The sound of his clothes rustling confuses me until my wolf peers out from where I am and find Addy's feet moving closer to us... A shiver in his step as he walks making itself apparent as it grows stronger and stronger until there are four paws on the ground next to me instead of human feet... My soulmate's wolf having come out to offer mine comfort and soothing... The way he doesn't hesitate to wedge himself right under the bed with me enough to make the tears I've been trying to keep from him all day finally start to fall...

The release of my emotions isn't met with the stress that I thought it would cause... Instead... Addy simply wedges himself closer and closer to me until he's damn near tucked underneath me... The sweet way his wolf laps at my tears as my wolf lets loose the rawness that feels like it's been eating at me since Pop wandered into the yard... It melts down my defenses even more... And there won't ever be a way for me to properly express to Him out loud how much his support means to me... How much his comfort means to me...

So instead...

I let him in...

Completely.

The smallest of barriers that we normally keep up out of respect for each other and not wanting to overwhelm each other all fall... And for only the second time since we've been together, Adrian gets exposed to all of me... The entire mess happening in my head right now...

And instead of shying away from it or getting stressed from it... He seems to understand what's going on... He knows that it's just Daddy needing to be honest with him right now... And like the angel he always is he lets me have my moment of weakness...

Except... This time... My soul doesn't shatter... I can't fall apart because mentally Adrian is holding on to me so right that he's keeping all of my broken pieces together...

...

Adrian

...

Silas's vulnerability right now feels so precious... And the fact that he's doing it while still fully aware that there are other people... Other wolves in the house...

It makes it that much more special... And that much more important...

There are very few times where I've been able to say for sure that Silas has felt weak and helpless... There have been times when he's been either or... But not both... And definitely never when someone as thick-headed as Grammy is around...

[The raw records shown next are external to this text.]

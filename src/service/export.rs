use crate::db::models::ExportRecord;
use chrono::NaiveDate;
use std::fmt::Write;

pub const CSV_HEADER: [&str; 7] = [
    "Date",
    "Student Name",
    "Student ID",
    "Status",
    "Time",
    "Method",
    "Confidence",
];

/// `attendance_<CODE>_<YYYYMMDD>.csv`
pub fn export_filename(course_code: &str, on: NaiveDate) -> String {
    format!("attendance_{}_{}.csv", course_code, on.format("%Y%m%d"))
}

/// `90.5%`, `100.0%`; `N/A` when there is no (or a zero) confidence.
pub fn format_confidence(confidence: Option<f64>) -> String {
    match confidence {
        Some(c) if c != 0.0 => format!("{c:?}%"),
        _ => "N/A".to_string(),
    }
}

fn push_field(line: &mut String, field: &str) {
    if field.contains([',', '"', '\n', '\r']) {
        line.push('"');
        line.push_str(&field.replace('"', "\"\""));
        line.push('"');
    } else {
        line.push_str(field);
    }
}

fn push_row<'a>(out: &mut String, fields: impl IntoIterator<Item = &'a str>) {
    let mut line = String::new();
    for (i, field) in fields.into_iter().enumerate() {
        if i > 0 {
            line.push(',');
        }
        push_field(&mut line, field);
    }
    // CRLF row terminator, as spreadsheet tools expect
    let _ = write!(out, "{line}\r\n");
}

/// Render the export document: header row then one row per record, in order.
pub fn render_csv(records: &[ExportRecord]) -> String {
    let mut out = String::new();
    push_row(&mut out, CSV_HEADER);
    for r in records {
        let confidence = format_confidence(r.confidence);
        push_row(
            &mut out,
            [
                r.date.as_str(),
                r.student_name.as_str(),
                r.student_id.as_deref().unwrap_or(""),
                r.status.as_str(),
                r.timestamp.as_str(),
                r.method.as_str(),
                confidence.as_str(),
            ],
        );
    }
    out
}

But right now... Right now he's letting me know that I make him feel safe...

That he trusts me...

He's trusting me to have his back as a human... And trusting me to be strong enough to protect the pack and his body as a wolf... And I feel honored knowing that his inner counterpart is on the same page as his human half is over whether or not I'm a capable Luna... I feel honored that he trusts me...

I know that we need to be careful with my stress levels right now... But now that I know Mason is stable and that Bethany is recovering nicely as well I feel safe shouldn't Silas's grief over what the day has become...

I can support my partner without it being a cause of stress for myself... Because he inst asking me to handle this for him... He's asking me to bear witness to it... Because it's what he needs right now... And I can do that.

Sometimes when life throws curveballs liken it did today at Silas it's not that the person necessarily needs the problem fixed or for someone else to take over the load of their stress... They just need someone there to hold their hand while they fall apart and unpack the emotions that the numbness that comes with the trauma to wear off...

Right now my mate just needs to feel seen... He needs me here so he knows he isn't alone... Because being alone with his own thoughts is scary right now... Because his anxiety is trying to make them circle down a very bad drain mentally...

He's just doing his best and he just wants someone here with him to make sure that his suffering doesn't go unnoticed... His soulmate and the only person in this world to understand how hard today was... Because he can and is showing me... The whole day through his eyes... His head replacing what happened to try and make it make sense...

Not just any person though...

He wants his soulmate...

He wants the mother of his child...

He wants his best friend...

He wants his life partner...

And all of those people are rolled up into one person...

Me.

And while with anyone else that kind of attachment would be overwhelming... With Silas, I understand where he's coming from...

Because I feel the same way about him.

He's my person... My reason for smiling in the morning right when I open my eyes and the reason why I feel safe at night when I close my eyes to sleep.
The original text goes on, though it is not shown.